Olvídense de héroes perfectos y príncipes sin mancha: Sabatini escribía sobre hombres con cicatrices, con malas pulgas y un talento natural para salir del aprieto con una espada en una mano y una broma afilada en la otra.
Antes de empuñar la pluma como su arma más letal, pasó por mil oficios —traductor, periodista, un poco de todo—, porque para vivir la aventura había que conocer el terreno. Y el terreno para Sabatini era un papel en blanco, un mapa mil veces memorizado y la promesa de que la historia no es solo fechas y batallas, sino también máscaras y traiciones; espada y capa.

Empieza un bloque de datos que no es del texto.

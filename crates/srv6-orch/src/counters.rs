//! Per-object traffic counters.
//!
//! Each policy and LocalSID owns a valid/invalid counter pair. The
//! data path increments through a shared reference while the control
//! plane holds the table lock, so the cells are atomics.

use serde::Serialize;
use std::sync::atomic::{AtomicU64, Ordering};

/// One packet/byte counter cell.
#[derive(Debug, Default)]
pub struct CounterCell {
    packets: AtomicU64,
    bytes: AtomicU64,
}

impl CounterCell {
    pub fn increment(&self, bytes: u64) {
        self.packets.fetch_add(1, Ordering::Relaxed);
        self.bytes.fetch_add(bytes, Ordering::Relaxed);
    }

    pub fn reset(&self) {
        self.packets.store(0, Ordering::Relaxed);
        self.bytes.store(0, Ordering::Relaxed);
    }

    pub fn snapshot(&self) -> CounterSnapshot {
        CounterSnapshot {
            packets: self.packets.load(Ordering::Relaxed),
            bytes: self.bytes.load(Ordering::Relaxed),
        }
    }
}

/// Point-in-time counter values.
#[derive(Debug, Clone, Copy, PartialEq, Eq, Default, Serialize)]
pub struct CounterSnapshot {
    pub packets: u64,
    pub bytes: u64,
}

/// Valid/invalid counter pair for one object slot.
#[derive(Debug, Default)]
pub struct CounterPair {
    pub valid: CounterCell,
    pub invalid: CounterCell,
}

impl CounterPair {
    pub fn reset(&self) {
        self.valid.reset();
        self.invalid.reset();
    }
}

/// Slab of counter pairs with recycled slots.
///
/// Slots are allocated when a policy or LocalSID is created and
/// released with it; a recycled slot starts from zero.
#[derive(Debug, Default)]
pub struct CounterSlab {
    slots: Vec<CounterPair>,
    free: Vec<usize>,
}

impl CounterSlab {
    pub fn new() -> Self {
        Self::default()
    }

    pub fn alloc_slot(&mut self) -> usize {
        match self.free.pop() {
            Some(slot) => {
                self.slots[slot].reset();
                slot
            }
            None => {
                self.slots.push(CounterPair::default());
                self.slots.len() - 1
            }
        }
    }

    pub fn release_slot(&mut self, slot: usize) {
        if slot < self.slots.len() {
            self.slots[slot].reset();
            self.free.push(slot);
        }
    }

    pub fn get(&self, slot: usize) -> Option<&CounterPair> {
        self.slots.get(slot)
    }
}

#[cfg(test)]
mod tests {
    use super::*;

    #[test]
    fn test_increment_and_snapshot() {
        let pair = CounterPair::default();
        pair.valid.increment(100);
        pair.valid.increment(60);
        pair.invalid.increment(40);

        assert_eq!(
            pair.valid.snapshot(),
            CounterSnapshot {
                packets: 2,
                bytes: 160
            }
        );
        assert_eq!(pair.invalid.snapshot().packets, 1);
    }

    #[test]
    fn test_slab_recycles_slots_zeroed() {
        let mut slab = CounterSlab::new();
        let a = slab.alloc_slot();
        slab.get(a).unwrap().valid.increment(100);

        slab.release_slot(a);
        let b = slab.alloc_slot();
        assert_eq!(b, a);
        assert_eq!(slab.get(b).unwrap().valid.snapshot().packets, 0);
    }
}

Sin embargo, Sabatini no quería que sus historias fueran solo fantasías. Era un fanático del detalle y del duro trabajo de la verosimilitud, y con ese patrimonio escribió uno de los comienzos de novela más brillantes de la historia de la literatura: «Nació con el don de la risa y con la intuición de que el mundo estaba loco».
Así nació Scaramouche; cruce entre un actor de teatro y un espadachín que parecía salido de un mal sueño para los tiranos
Así nació Scaramouche; cruce entre un actor de teatro y un espadachín que parecía salido de un mal sueño para los tiranos. El hijo de la revolución, el comediante que hacía del teatro su campo de batalla y de la daga su justicia. No era un héroe perfecto, sino un tipo con astucia, moviéndose a sus anchas entre sombras y destellos de humor negro; el tipo de héroe que podía perder una batalla, pero jamás la dignidad. Ni la sonrisa.
Rafael Sabatini, uno de los autores más leídos en la primera mitad del siglo XX, murió hace ahora 75 años, pero dejó un legado que aún suena a campanas de duelo, a risas en mitad del caos y a promesas de venganza. Sus palabras siguen siendo el eco de un desafío eterno: que la verdadera grandeza no está en la fuerza del acero, sino en la fuerza del espíritu. Que la épica no es solo un cuento, sino una forma de vivir. Y que, en el duelo final, lo que importa no es la espada que blandes, sino la sonrisa que mantienes.